What to produce:
Print exactly those lines that run from the beginning of the data to the line bearing "pub mod prediction;", inclusive.

Stored data entries
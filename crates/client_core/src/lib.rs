//! Client-side core for submitting text to a prediction service and keeping
//! an observable list of the results.

pub mod controller;
pub mod discovery;
pub mod error;
pub mod observable;
pub mod prediction;
pub mod record;

pub use controller::{
    ControllerEvent, ControllerOptions, Operation, PendingRequest, QueryListController,
    UpdateOutcome,
};
pub use discovery::ServiceLinks;
pub use error::{FailureKind, RequestFailed, ValidationError};
pub use observable::{ListChange, Observable, ObservableList, SubscriptionId};
pub use prediction::{HttpPredictionClient, Prediction, PredictionClient, DEFAULT_PREDICT_URL};
pub use record::QueryRecord;
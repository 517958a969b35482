use std::{fmt, str::FromStr};

use serde::{Deserialize, Serialize};
use uuid::Uuid;

/// Stable identity minted once per record; never reused or renumbered.
#[derive(Debug, Clone, Copy, PartialEq, Eq, Hash, Serialize, Deserialize)]
pub struct RecordId(pub Uuid);

impl RecordId {
    pub fn new() -> Self {
        Self(Uuid::new_v4())
    }
}

impl Default for RecordId {
    fn default() -> Self {
        Self::new()
    }
}

impl fmt::Display for RecordId {
    fn fmt(&self, f: &mut fmt::Formatter<'_>) -> fmt::Result {
        write!(f, "{}", self.0)
    }
}

/// Index a record occupied when it was created or last replaced.
///
/// Not renumbered when earlier rows disappear, so it can go stale.
#[derive(Debug, Clone, Copy, PartialEq, Eq, Hash, PartialOrd, Ord, Serialize, Deserialize)]
pub struct PositionKey(pub usize);

impl fmt::Display for PositionKey {
    fn fmt(&self, f: &mut fmt::Formatter<'_>) -> fmt::Result {
        write!(f, "{}", self.0)
    }
}

/// How the controller locates a record it was handed for delete/replace.
#[derive(Debug, Clone, Copy, PartialEq, Eq, Default, Serialize, Deserialize)]
#[serde(rename_all = "snake_case")]
pub enum RecordLookup {
    /// Remove whatever currently sits at the record's stored `PositionKey`.
    #[default]
    Positional,
    /// Remove the entry whose `RecordId` matches.
    Stable,
}

impl FromStr for RecordLookup {
    type Err = String;

    fn from_str(raw: &str) -> Result<Self, Self::Err> {
        match raw.trim().to_ascii_lowercase().as_str() {
            "positional" | "position" | "index" => Ok(Self::Positional),
            "stable" | "id" | "identity" => Ok(Self::Stable),
            other => Err(format!("unknown record lookup mode '{other}'")),
        }
    }
}

impl fmt::Display for RecordLookup {
    fn fmt(&self, f: &mut fmt::Formatter<'_>) -> fmt::Result {
        match self {
            Self::Positional => f.write_str("positional"),
            Self::Stable => f.write_str("stable"),
        }
    }
}
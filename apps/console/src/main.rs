use std::{
    path::PathBuf,
    sync::{Arc, Mutex},
};

use anyhow::{Context, Result};
use clap::Parser;
use client_core::{
    ControllerOptions, HttpPredictionClient, QueryListController, DEFAULT_PREDICT_URL,
};
use shared::domain::RecordLookup;
use tokio::io::{AsyncBufReadExt, BufReader};
use tracing::{info, warn};
use tracing_subscriber::EnvFilter;

mod commands;
mod config;
mod console;
mod events;

use config::{load_settings, Settings, DEFAULT_CONFIG_PATH};
use console::{Console, Flow, Output};

#[derive(Parser, Debug)]
#[command(about = "Submit text to a prediction service and manage the results")]
struct Args {
    #[arg(long, default_value = DEFAULT_CONFIG_PATH)]
    config: PathBuf,
    #[arg(long)]
    predict_url: Option<String>,
    #[arg(long)]
    service_root: Option<String>,
    #[arg(long)]
    lookup: Option<RecordLookup>,
    #[arg(long)]
    log_filter: Option<String>,
}

impl Args {
    fn apply(self, mut settings: Settings) -> Settings {
        if let Some(v) = self.predict_url {
            settings.predict_url = Some(v);
        }
        if let Some(v) = self.service_root {
            settings.service_root = Some(v);
        }
        if let Some(v) = self.lookup {
            settings.record_lookup = v;
        }
        if let Some(v) = self.log_filter {
            settings.log_filter = v;
        }
        settings
    }
}

async fn build_client(settings: &Settings) -> Result<HttpPredictionClient> {
    if let Some(url) = &settings.predict_url {
        return HttpPredictionClient::new(url)
            .with_context(|| format!("invalid predict url '{url}'"));
    }

    if let Some(root) = &settings.service_root {
        match HttpPredictionClient::discover(root).await {
            Ok((client, _links)) => return Ok(client),
            Err(err) => warn!(root = %root, error = %err, "discovery failed, using default endpoint"),
        }
    }

    HttpPredictionClient::new(DEFAULT_PREDICT_URL).context("invalid default predict url")
}

#[tokio::main(flavor = "current_thread")]
async fn main() -> Result<()> {
    let args = Args::parse();
    let settings = load_settings(&args.config);
    let settings = args.apply(settings);

    let filter = EnvFilter::try_from_default_env()
        .or_else(|_| EnvFilter::try_new(&settings.log_filter))
        .unwrap_or_else(|_| EnvFilter::new("info"));
    tracing_subscriber::fmt()
        .with_env_filter(filter)
        .with_writer(std::io::stderr)
        .init();

    let client = build_client(&settings).await?;
    info!(
        predict_url = %client.predict_url(),
        lookup = %settings.record_lookup,
        "query console starting"
    );

    let controller = QueryListController::new(
        Arc::new(client.clone()),
        ControllerOptions {
            lookup: settings.record_lookup,
        },
    );
    let out: Output = Arc::new(Mutex::new(std::io::stdout()));
    let mut console = Console::new(controller, Some(client), out);

    println!("{}", commands::HELP);
    let mut lines = BufReader::new(tokio::io::stdin()).lines();
    while let Some(line) = lines.next_line().await.context("failed to read stdin")? {
        if console.handle_line(&line).await? == Flow::Quit {
            break;
        }
    }

    console.shutdown().await;
    Ok(())
}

Your response:
filename crates/client_core/src/lib.rs
//! Client-side core for submitting text to a prediction service and keeping
//! an observable list of the results.

pub mod controller;
pub mod discovery;
pub mod error;
pub mod observable;
pub mod prediction;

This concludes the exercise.